Namun herannya, justru pemimpin tertinggi Ikhwan, Ustadz Hasan Al Banna rahimahullah dibiarkan bebas. Tentu saja pasti ada makar besar yang sedang mereka persiapkan untuk beliau. Benar saja, dua hari setelah hari lahirnya, mereka mengirimkan untuknya kado terindah: kesyahidan, insyaAllah. Pengecut-pengecut itu menghadiahinya dengan berondongan peluru. Tanpa ada satu orang pun yang menolongnya, karena semua rekannya berada di balik penjara. Tak juga masyarakat umum, karena ketakutan mereka akan dicap sebagai anggota kelompok ini yang akan membawanya dalam nasib yang tak terkira pahitnya. Dalam keadaan kritis itu, beberapa gelintir wanita yang masih tersisa di keluarganya membawanya ke rumah sakit, berharap masih ada peluang kehidupan bagi da’i ini. Namun, tangan-tangan para dokter dan perawat itu terbelenggu oleh ketakutan. Kaum elite telah merancang sedemikian rupa semuanya, agar bisa memastikan bahwa kematian itulah pilihan satu-satunya untuk orang yang telah mencoba merebut kekuasaan dari tangan mereka. Maka dari sakaratul maut, pengurusan jenazah, hingga penguburannya, hanya beberapa gelintir wanita itulah yang menjadi saksinya.

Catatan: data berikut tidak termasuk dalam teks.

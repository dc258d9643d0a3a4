// File: src/core/word.rs
//! The word/letter arena. Words own their letters in recitation order; all
//! cross-letter navigation works on stable indices instead of live
//! references, so rules can write ahead into not-yet-visited letters without
//! aliasing hazards.

use crate::core::location::Location;
use crate::core::symbols::{
    Diacritic, DiacriticKind, Extension, LetterKind, OtherSymbol, StopSign, HEAVY_LETTERS,
    IDGHAM_GHUNNAH_LETTERS, IDGHAM_LETTERS, IKHFAA_LETTERS,
};

/// Stable address of one letter inside a `WordGraph`.
#[derive(Debug, Clone, Copy, PartialEq, Eq)]
pub struct LetterRef {
    pub word: usize,
    pub letter: usize,
}

/// One consonant or vowel letter with everything the parser attached to it,
/// plus its mutable resolution state.
#[derive(Debug, Clone)]
pub struct Letter {
    pub ch: char,
    pub name: String,
    pub base: String,
    pub kind: LetterKind,
    pub index_in_word: usize,
    pub diacritic: Option<Diacritic>,
    pub extension: Option<Extension>,
    pub others: Vec<OtherSymbol>,
    pub has_shaddah: bool,
    /// Computed output; written exactly once.
    pub phonemes: Vec<String>,
    pub is_resolved: bool,
    /// The neighbor whose rule produced this letter's output, if any.
    pub resolved_by: Option<LetterRef>,
}

impl Letter {
    pub fn new(ch: char, name: String, base: String, index_in_word: usize) -> Self {
        Self {
            ch,
            name,
            base,
            kind: LetterKind::classify(ch),
            index_in_word,
            diacritic: None,
            extension: None,
            others: Vec::new(),
            has_shaddah: false,
            phonemes: Vec::new(),
            is_resolved: false,
            resolved_by: None,
        }
    }

    pub fn mark_resolved(&mut self, phonemes: Vec<String>, resolved_by: Option<LetterRef>) {
        self.phonemes = phonemes;
        self.is_resolved = true;
        self.resolved_by = resolved_by;
    }

    pub fn diacritic_kind(&self) -> Option<DiacriticKind> {
        self.diacritic.as_ref().map(|d| d.kind)
    }

    pub fn has_sukun(&self) -> bool {
        matches!(self.diacritic_kind(), Some(k) if k.is_sukun())
    }

    pub fn has_tanween(&self) -> bool {
        matches!(self.diacritic_kind(), Some(k) if k.is_tanween())
    }

    pub fn has_other(&self, name: &str) -> bool {
        self.others.iter().any(|o| o.name == name)
    }

    pub fn is_heavy(&self) -> bool {
        HEAVY_LETTERS.contains(&self.ch)
    }

    pub fn is_ikhfaa_trigger(&self) -> bool {
        IKHFAA_LETTERS.contains(&self.ch)
    }

    pub fn is_idgham_trigger(&self) -> bool {
        IDGHAM_LETTERS.contains(&self.ch)
    }

    pub fn is_idgham_ghunnah_trigger(&self) -> bool {
        IDGHAM_GHUNNAH_LETTERS.contains(&self.ch)
    }
}

/// A single word: its letters, original text, optional pause mark and the
/// recitation boundary flags computed once after linking.
#[derive(Debug, Clone)]
pub struct Word {
    pub location: Location,
    pub text: String,
    pub letters: Vec<Letter>,
    pub stop_sign: Option<StopSign>,
    pub is_starting: bool,
    pub is_stopping: bool,
    /// Fixed pronunciation from the special-words table; bypasses the engine.
    pub fixed_phonemes: Option<Vec<String>>,
}

impl Word {
    pub fn new(location: Location, text: String) -> Self {
        Self {
            location,
            text,
            letters: Vec::new(),
            stop_sign: None,
            is_starting: false,
            is_stopping: false,
            fixed_phonemes: None,
        }
    }

    /// Collected phoneme stream for this word, in letter order.
    pub fn phonemes(&self) -> Vec<String> {
        if let Some(fixed) = &self.fixed_phonemes {
            return fixed.clone();
        }
        self.letters
            .iter()
            .flat_map(|l| l.phonemes.iter().cloned())
            .collect()
    }
}

/// An ordered range of words. Previous/next word is index arithmetic: the
/// parser emits words in strict location order and never reorders them.
#[derive(Debug, Default)]
pub struct WordGraph {
    pub words: Vec<Word>,
}

impl WordGraph {
    pub fn new(words: Vec<Word>) -> Self {
        Self { words }
    }

    pub fn letter(&self, r: LetterRef) -> &Letter {
        &self.words[r.word].letters[r.letter]
    }

    pub fn letter_mut(&mut self, r: LetterRef) -> &mut Letter {
        &mut self.words[r.word].letters[r.letter]
    }

    pub fn word_of(&self, r: LetterRef) -> &Word {
        &self.words[r.word]
    }

    pub fn is_first_in_word(&self, r: LetterRef) -> bool {
        r.letter == 0
    }

    pub fn is_last_in_word(&self, r: LetterRef) -> bool {
        r.letter + 1 == self.words[r.word].letters.len()
    }

    /// The n-th following letter, crossing into later words when needed.
    /// Words with a fixed pronunciation have no letters and are skipped.
    pub fn next_letter(&self, r: LetterRef, n: usize) -> Option<LetterRef> {
        let mut remaining = n;
        let mut word = r.word;
        let mut letter = r.letter;
        while remaining > 0 {
            if letter + 1 < self.words[word].letters.len() {
                letter += 1;
            } else {
                word += 1;
                while word < self.words.len() && self.words[word].letters.is_empty() {
                    word += 1;
                }
                if word >= self.words.len() {
                    return None;
                }
                letter = 0;
            }
            remaining -= 1;
        }
        Some(LetterRef { word, letter })
    }

    /// The n-th preceding letter, crossing into earlier words when needed.
    pub fn prev_letter(&self, r: LetterRef, n: usize) -> Option<LetterRef> {
        let mut remaining = n;
        let mut word = r.word;
        let mut letter = r.letter;
        while remaining > 0 {
            if letter > 0 {
                letter -= 1;
            } else {
                loop {
                    if word == 0 {
                        return None;
                    }
                    word -= 1;
                    if !self.words[word].letters.is_empty() {
                        break;
                    }
                }
                letter = self.words[word].letters.len() - 1;
            }
            remaining -= 1;
        }
        Some(LetterRef { word, letter })
    }

    /// The letter holding the nearest preceding non-empty phoneme output and
    /// the index of that phoneme, searching backwards across words. Only
    /// already-resolved letters can match, which the left-to-right resolution
    /// order guarantees for every predecessor.
    pub fn find_prev_phoneme(&self, r: LetterRef) -> Option<(LetterRef, usize)> {
        let mut cur = r;
        while let Some(prev) = self.prev_letter(cur, 1) {
            let letter = self.letter(prev);
            if !letter.phonemes.is_empty() {
                return Some((prev, letter.phonemes.len() - 1));
            }
            cur = prev;
        }
        None
    }

    /// Last emitted phoneme before this letter, if any.
    pub fn prev_phoneme(&self, r: LetterRef) -> Option<&str> {
        self.find_prev_phoneme(r)
            .map(|(l, i)| self.letter(l).phonemes[i].as_str())
    }

    /// Rewrite the nearest preceding phoneme in place. Returns false when no
    /// earlier phoneme exists.
    pub fn modify_prev_phoneme(&mut self, r: LetterRef, new_phoneme: String) -> bool {
        if let Some((l, i)) = self.find_prev_phoneme(r) {
            self.letter_mut(l).phonemes[i] = new_phoneme;
            true
        } else {
            false
        }
    }
}

#[cfg(test)]
mod tests {
    use super::*;

    fn graph() -> WordGraph {
        let mut w1 = Word::new(Location::new(1, 1, 1), "ab".into());
        w1.letters.push(Letter::new('ب', "BA".into(), "b".into(), 0));
        w1.letters.push(Letter::new('س', "SEEN".into(), "s".into(), 1));
        let mut w2 = Word::new(Location::new(1, 1, 2), "cd".into());
        w2.letters.push(Letter::new('م', "MEEM".into(), "m".into(), 0));
        WordGraph::new(vec![w1, w2])
    }

    #[test]
    fn navigation_crosses_word_boundaries() {
        let g = graph();
        let at = LetterRef { word: 0, letter: 1 };
        assert_eq!(g.next_letter(at, 1), Some(LetterRef { word: 1, letter: 0 }));
        assert_eq!(g.next_letter(at, 2), None);
        let back = LetterRef { word: 1, letter: 0 };
        assert_eq!(g.prev_letter(back, 1), Some(at));
        assert_eq!(g.prev_letter(back, 3), None);
    }

    #[test]
    fn prev_phoneme_skips_silent_letters() {
        let mut g = graph();
        g.letter_mut(LetterRef { word: 0, letter: 0 })
            .mark_resolved(vec!["b".into(), "i".into()], None);
        // the seen stays silent
        g.letter_mut(LetterRef { word: 0, letter: 1 })
            .mark_resolved(vec![], None);
        let at = LetterRef { word: 1, letter: 0 };
        assert_eq!(g.prev_phoneme(at), Some("i"));
        assert!(g.modify_prev_phoneme(at, "i:".into()));
        assert_eq!(g.prev_phoneme(at), Some("i:"));
    }
}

Pahit? Sangat. Jika kita memandangnya dengan kacamata keimanan kita yang hanya segaris tipis. Tapi hal itu bukanlah hal yang ‘mengejutkan’ bagi beliaunya, karena jauh-jauh hari beliau sudah memprediksikan bahwa semua itu boleh jadi akan menimpa dirinya dan juga kepada para pengusung kebenaran semisalnya. Dalam Risalah Bainal Amsi wal Yaum, beliau menuliskan:
“Saya ingin berterus terang kepada kalian bahwa kalian ini belum banyak diketahui orang. Nanti, di saat mereka mengetahuinya dan memahami tujuan-tujuan serta sasaran-sasarannya, niscaya mereka akan memusuhi dan menentang keras dakwah kalian. Di depan kalian akan terbentang berbagai kesulitan dan kalian akan menemui banyak kendala. Saat itulah kalian mulai meniti jalan para aktivis dakwah yang sesungguhnya. Namun sekarang kalian belum dikenal. Kalian baru masuk pada masa-masa persiapan untuk memasuki jalan dakwah dan bersiap-siap untuk menghadapi segala tuntutannya berupa jihad dan peperangan.”
Tidak hanya berhenti disitu, beliau juga telah memproyeksikan kendala-kendala utama yang akan dihadapi; tribulasi yang harus dilalui sebagai konsekuensi; dan juga wasiat tentang apa yang harus dilakukan ketika menghadapi kendala dan tribulasi tersebut.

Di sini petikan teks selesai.